A case that The Property Ombudsman (TPO) was asked to review came from a landlord concerning the agent’s failure to inspect the property following a sighting of a goat at the premises. The landlord complained that the agent failed to inform him that they could not attend the property to follow up the goat sighting and that they did not attempt to rearrange the visit with the tenants. The agent responded saying that they were not contractually obliged to carry out any additional property inspections, quoting the Terms of Business, which stated that ad-hoc inspections must be specifically requested by the landlord, adding that no request had been forthcoming.
In the assessment of this complaint, the following aspects of the TPO Code of Practice for Letting Agents were considered:
- 15h – to agree the frequency of routine visits at the property with the landlord
- 15i – to keep records of when or if any routine visits are carried out and to inform the landlord of any findings
- 15j – to promptly inform both the landlord and tenant of any significant breaches to the tenancy agreement.

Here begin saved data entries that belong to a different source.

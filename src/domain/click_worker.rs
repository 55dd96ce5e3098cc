//! Background worker applying click increments.

use std::sync::Arc;

use tokio::sync::{Semaphore, mpsc};
use tokio::task::JoinSet;
use tokio_retry::Retry;
use tokio_retry::strategy::{ExponentialBackoff, jitter};
use tracing::{debug, info, warn};

use crate::domain::click_event::ClickEvent;
use crate::domain::repositories::LinkRepository;

/// Retries after the first failed increment.
const MAX_RETRIES: usize = 3;

/// Consumes click events until every sender has been dropped.
///
/// At most `concurrency` increments are in flight at once. Each increment is
/// retried with jittered exponential backoff; a click that still fails is
/// logged and counted, never surfaced to the request that produced it.
pub async fn run_click_worker(
    mut rx: mpsc::Receiver<ClickEvent>,
    repository: Arc<dyn LinkRepository>,
    concurrency: usize,
) {
    let semaphore = Arc::new(Semaphore::new(concurrency.max(1)));
    let mut tasks = JoinSet::new();

    while let Some(event) = rx.recv().await {
        let Ok(permit) = semaphore.clone().acquire_owned().await else {
            break;
        };
        let repository = repository.clone();

        tasks.spawn(async move {
            let _permit = permit;
            process_click(repository.as_ref(), &event).await;
        });

        while tasks.try_join_next().is_some() {}
    }

    while tasks.join_next().await.is_some() {}
    info!("Click worker stopped");
}

async fn process_click(repository: &dyn LinkRepository, event: &ClickEvent) {
    // 10ms, 20ms, 40ms before jitter
    let strategy = ExponentialBackoff::from_millis(2)
        .factor(5)
        .map(jitter)
        .take(MAX_RETRIES);

    let result = Retry::start(strategy, || repository.increment_clicks(&event.short_id)).await;

    match result {
        Ok(true) => {
            metrics::counter!("clicks_recorded_total").increment(1);
        }
        Ok(false) => {
            debug!(short_id = %event.short_id, "Click for a link that no longer exists");
        }
        Err(e) => {
            metrics::counter!("clicks_failed_total").increment(1);
            warn!(short_id = %event.short_id, error = %e, "Failed to record click");
        }
    }
}
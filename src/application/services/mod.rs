//! Business logic services for the application layer.

pub mod auth_service;
pub mod link_service;
pub mod redirect_service;

pub use auth_service::AuthService;
pub use link_service::LinkService;
pub use redirect_service::RedirectService;
//! Application error type and its HTTP representation.
//!
//! Every fallible service and repository call returns [`AppError`]. Handlers
//! propagate it with `?` and axum turns it into a JSON error body:
//!
//! ```json
//! { "error": { "code": "not_found", "message": "Short link not found", "details": {} } }
//! ```

use axum::{
    Json,
    http::StatusCode,
    response::{IntoResponse, Response},
};
use serde::Serialize;
use serde_json::{Value, json};

#[derive(Serialize)]
struct ErrorBody {
    error: ErrorInfo,
}

/// Machine-readable error payload.
#[derive(Debug, Clone, Serialize)]
pub struct ErrorInfo {
    pub code: &'static str,
    pub message: String,
    pub details: Value,
}

/// Error taxonomy shared by the domain, application and API layers.
///
/// `NotFound` is returned for absent, inactive and expired links alike, so a
/// caller cannot tell which short codes exist.
#[derive(Debug, thiserror::Error)]
pub enum AppError {
    #[error("{message}")]
    Validation { message: String, details: Value },

    #[error("{message}")]
    NotFound { message: String, details: Value },

    #[error("{message}")]
    Conflict { message: String, details: Value },

    #[error("{message}")]
    Unauthorized { message: String, details: Value },

    /// Store or cache unreachable.
    #[error("{message}")]
    Unavailable { message: String, details: Value },

    #[error("{message}")]
    Internal { message: String, details: Value },
}

impl AppError {
    pub fn bad_request(message: impl Into<String>, details: Value) -> Self {
        Self::Validation {
            message: message.into(),
            details,
        }
    }

    pub fn not_found(message: impl Into<String>, details: Value) -> Self {
        Self::NotFound {
            message: message.into(),
            details,
        }
    }

    pub fn conflict(message: impl Into<String>, details: Value) -> Self {
        Self::Conflict {
            message: message.into(),
            details,
        }
    }

    pub fn unauthorized(message: impl Into<String>, details: Value) -> Self {
        Self::Unauthorized {
            message: message.into(),
            details,
        }
    }

    pub fn unavailable(message: impl Into<String>, details: Value) -> Self {
        Self::Unavailable {
            message: message.into(),
            details,
        }
    }

    pub fn internal(message: impl Into<String>, details: Value) -> Self {
        Self::Internal {
            message: message.into(),
            details,
        }
    }

    /// HTTP status and stable error code for this variant.
    pub fn status_and_code(&self) -> (StatusCode, &'static str) {
        match self {
            Self::Validation { .. } => (StatusCode::BAD_REQUEST, "validation_error"),
            Self::NotFound { .. } => (StatusCode::NOT_FOUND, "not_found"),
            Self::Conflict { .. } => (StatusCode::CONFLICT, "conflict"),
            Self::Unauthorized { .. } => (StatusCode::UNAUTHORIZED, "unauthorized"),
            Self::Unavailable { .. } => (StatusCode::SERVICE_UNAVAILABLE, "service_unavailable"),
            Self::Internal { .. } => (StatusCode::INTERNAL_SERVER_ERROR, "internal_error"),
        }
    }

    /// Converts the error into its serializable payload.
    pub fn to_error_info(&self) -> ErrorInfo {
        let (_, code) = self.status_and_code();
        let (message, details) = match self {
            Self::Validation { message, details }
            | Self::NotFound { message, details }
            | Self::Conflict { message, details }
            | Self::Unauthorized { message, details }
            | Self::Unavailable { message, details }
            | Self::Internal { message, details } => (message.clone(), details.clone()),
        };

        ErrorInfo {
            code,
            message,
            details,
        }
    }
}

impl IntoResponse for AppError {
    fn into_response(self) -> Response {
        let (status, _) = self.status_and_code();
        let body = ErrorBody {
            error: self.to_error_info(),
        };

        let mut response = (status, Json(body)).into_response();
        if status == StatusCode::UNAUTHORIZED {
            response.headers_mut().insert(
                axum::http::header::WWW_AUTHENTICATE,
                axum::http::HeaderValue::from_static("Bearer"),
            );
        }
        response
    }
}

impl From<sqlx::Error> for AppError {
    fn from(e: sqlx::Error) -> Self {
        if let Some(db) = e.as_database_error()
            && db.is_unique_violation()
        {
            return AppError::conflict(
                "Unique constraint violation",
                json!({ "constraint": db.constraint() }),
            );
        }

        match e {
            sqlx::Error::PoolTimedOut | sqlx::Error::PoolClosed | sqlx::Error::Io(_) => {
                tracing::error!(error = %e, "Database unreachable");
                AppError::unavailable("Database unavailable", json!({}))
            }
            other => {
                tracing::error!(error = %other, "Database error");
                AppError::internal("Database error", json!({}))
            }
        }
    }
}

impl From<validator::ValidationErrors> for AppError {
    fn from(errors: validator::ValidationErrors) -> Self {
        let details = serde_json::to_value(&errors).unwrap_or_default();
        AppError::bad_request("Request validation failed", details)
    }
}
//! DTOs for the admin endpoints.

use serde::{Deserialize, Serialize};
use serde_with::{DisplayFromStr, serde_as};

use super::link::LinkResponse;

/// Query parameters for `GET /api/admin/urls`.
///
/// Uses `serde_with` to parse page numbers from query strings as integers.
#[serde_as]
#[derive(Debug, Default, Deserialize)]
#[serde(rename_all = "camelCase")]
pub struct ListLinksParams {
    #[serde_as(as = "Option<DisplayFromStr>")]
    #[serde(default)]
    pub page: Option<i64>,

    #[serde_as(as = "Option<DisplayFromStr>")]
    #[serde(default)]
    pub per_page: Option<i64>,

    /// Case-insensitive search over short id and original URL.
    #[serde(default)]
    pub q: Option<String>,
}

/// One page of links.
#[derive(Debug, Serialize)]
#[serde(rename_all = "camelCase")]
pub struct LinkListResponse {
    pub items: Vec<LinkResponse>,
    pub total: i64,
    pub page: i64,
    pub per_page: i64,
}

/// Request body for `PATCH /api/admin/urls/{shortId}`.
#[derive(Debug, Deserialize)]
#[serde(rename_all = "camelCase")]
pub struct UpdateLinkRequest {
    pub is_active: bool,
}

/// Result of a manual expiry sweep.
#[derive(Debug, Serialize)]
pub struct CleanupResponse {
    pub deleted: u64,
}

The case began when the landlord contacted the agent to inform them that the porter of the building had seen a goat being taken into the property. The agent acted immediately and phoned the tenants to question them on the matter. The tenants told them that the goat was no longer present and had left the building. Despite this information being relayed back to the landlord, no evidence was provided to suggest that he asked for an inspection to be carried out in order to verify the tenants’ claim and check the goat had left and had not caused any damage.

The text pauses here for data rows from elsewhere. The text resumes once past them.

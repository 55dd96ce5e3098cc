//! Rate limiting middleware using token bucket algorithm.

use governor::clock::QuantaInstant;
use governor::middleware::NoOpMiddleware;
use std::sync::Arc;
use tower_governor::{
    GovernorLayer,
    governor::{GovernorConfig, GovernorConfigBuilder},
    key_extractor::{KeyExtractor, PeerIpKeyExtractor, SmartIpKeyExtractor},
};

/// Milliseconds between token refills for `per_minute` requests per minute.
fn refill_interval_ms(per_minute: u32) -> u64 {
    (60_000 / u64::from(per_minute.max(1))).max(1)
}

fn config<K: KeyExtractor>(
    key_extractor: K,
    per_minute: u32,
) -> Arc<GovernorConfig<K, NoOpMiddleware<QuantaInstant>>> {
    Arc::new(
        GovernorConfigBuilder::default()
            .key_extractor(key_extractor)
            .per_millisecond(refill_interval_ms(per_minute))
            .burst_size(per_minute.max(1))
            .finish()
            .expect("refill interval and burst size are non-zero"),
    )
}

/// Creates a per-IP rate limiter for link creation keyed on the socket peer address.
///
/// # Limits
///
/// - **Burst**: `per_minute` requests
/// - **Refill**: one request every `60 / per_minute` seconds
///
/// Requests exceeding the limit receive `429 Too Many Requests`.
///
/// # Example
///
/// ```rust,ignore
/// let app = Router::new()
///     .route("/shorten", post(shorten_handler))
///     .layer(rate_limit::layer(5));
/// ```
pub fn layer(
    per_minute: u32,
) -> GovernorLayer<PeerIpKeyExtractor, NoOpMiddleware<QuantaInstant>, axum::body::Body> {
    GovernorLayer::new(config(PeerIpKeyExtractor, per_minute))
}

/// Same limits as [`layer`], keyed on `X-Forwarded-For` / `X-Real-IP` / `Forwarded`
/// with a fallback to the peer address.
///
/// Use only behind a trusted reverse proxy; otherwise clients can forge the header.
pub fn proxy_layer(
    per_minute: u32,
) -> GovernorLayer<SmartIpKeyExtractor, NoOpMiddleware<QuantaInstant>, axum::body::Body> {
    GovernorLayer::new(config(SmartIpKeyExtractor, per_minute))
}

The tenants were also regularly in rental arrears and the landlord asked the agent to issue a Section 21 notice. Before this was issued, the agent informed the landlord of a regular property inspection which had been arranged. However, the tenants had refused access and the Section 21 was served two days later. Unfortunately, there was no evidence of the agent informing the landlord that they had been unable to complete the scheduled property inspection, nor that they attempted to rearrange the appointment. TPO was critical of this failing, particularly given the earlier reports of a goat being taken into the property.
It was clear to TPO that the Section 21 notice had been requested prior to the intended inspection date and the agent’s failure to rearrange did not result in a delay to the issue of the notice. It had no material effect on the outcome of the tenancy, nor on the date that the landlord gained vacant possession of the property.
The porter of the building had seen a goat being taken into the property. The agent acted immediately and phoned the tenants…
TPO found that the agent did keep the landlord regularly updated with regard to delays in rental payments and although they did not attempt to arrange another inspection, this had no impact on the tenancy coming to an end.
Furthermore, the there was no evidence to suggest that the landlord requested an additional inspection following reports of a goat. However, the agent did not communicate to the landlord that they were unable to complete a scheduled property inspection nor did they attempt to arrange another one. For this reason, the Ombudsman supported the complaint and reinstated the agent’s goodwill offer they initially made to the landlord of £150 as compensation.
In this case, the landlord was seeking £700 compensation to cover the cost of repairing damage caused to the property and he sought this from the agent based on their actions following reports of the goat sighting. However, the agent’s records evidenced that they had acted appropriately when the issue came to light and did what they could in the circumstances.
Unfortunately, a shortcoming in communication following their inability to carry out a scheduled inspection resulted in the agent making a goodwill offer that was upheld by TPO as appropriate compensation. Had the agent communicated to the landlord that the tenant had refused access to the property, the complaint would never have been supported and may never have been made at the outset. Often it is simply regular communication that can avert disputes arising.